Exploring Cross-Scenario Generality of Agentic Memory Systems: Diagnostics and a Strong Baseline
2026-06-03 • Artificial Intelligence
Artificial Intelligence
AI summaryⓘ
The authors studied different memory systems used by large language model (LLM) agents to handle information beyond their immediate context. They tested eight existing memory designs plus a new approach called an agentic harness, which lets the agent actively control how it stores and retrieves information. By comparing these methods across various tasks, they found that active memory management works better than passive storage methods. Building on this, they developed AutoMEM, a system where the agent manages its own memory tools, achieving the most flexible and effective memory use across different scenarios.
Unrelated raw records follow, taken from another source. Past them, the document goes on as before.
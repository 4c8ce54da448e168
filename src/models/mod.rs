pub mod content;
pub mod cursor;
pub mod sync;

pub use content::{ContentRecord, EpisodeInfo, RatingPatch};
pub use cursor::{BackfillState, CuratedCursor, QuotaState};
pub use sync::{BackfillOutcome, SyncOutcome};
use serde::Serialize;

/// Result of one orchestrated import run.
#[derive(Debug, Default, Clone, Serialize)]
pub struct SyncOutcome {
    pub imported: u32,
    pub updated: u32,
    pub errors: Vec<String>,
}

impl SyncOutcome {
    /// Sentinel returned when a start request races an active run. Not an
    /// error: callers inspect `errors` rather than catching anything.
    #[must_use]
    pub fn already_running() -> Self {
        Self {
            imported: 0,
            updated: 0,
            errors: vec!["already in progress".to_string()],
        }
    }

    #[must_use]
    pub fn is_already_running(&self) -> bool {
        self.errors.iter().any(|e| e == "already in progress")
    }
}

/// Result of one rating backfill batch.
#[derive(Debug, Default, Clone, Serialize)]
pub struct BackfillOutcome {
    pub updated: u32,
    pub skipped: u32,
    pub failed: u32,
    pub exhausted: bool,
}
LLM agentsmemory systemscontext windowmulti-session chatagentic trajectorysearch problemsstorage retrievalAutoMEMtool interfacelong-horizon tasks
Authors
Zhikai Chen, Jialiang Gu, Junyu Yin, Xianxuan Long, Shenglai Zeng, Xiaoze Liu, Kai Guo, Keren Zhou, Jiliang Tang
Abstract
LLM agents accumulate histories that outgrow their context windows, motivating a growing literature on memory systems. Yet most existing designs are tuned to a single scenario (multi-session chat or a single trajectory format), and there is little evidence that they generalize across the heterogeneous trajectories agents encounter in deployment. We revisit eight memory systems plus an agentic harness for search problems, on five scenarios: single-turn QA, multi-session chat, agentic-trajectory QA, memory stress tests, and long-horizon agentic tasks. The harness, which self-manages flat text-file storage via tool calls, achieves the best cross-task ranking, suggesting that memory performance hinges on giving the agent active control over storage and retrieval rather than on a passive store behind a fixed pipeline. We instantiate this insight in AutoMEM, an agentic memory harness with a self-managed tool interface that achieves the best cross-scenario generality among the systems we evaluate.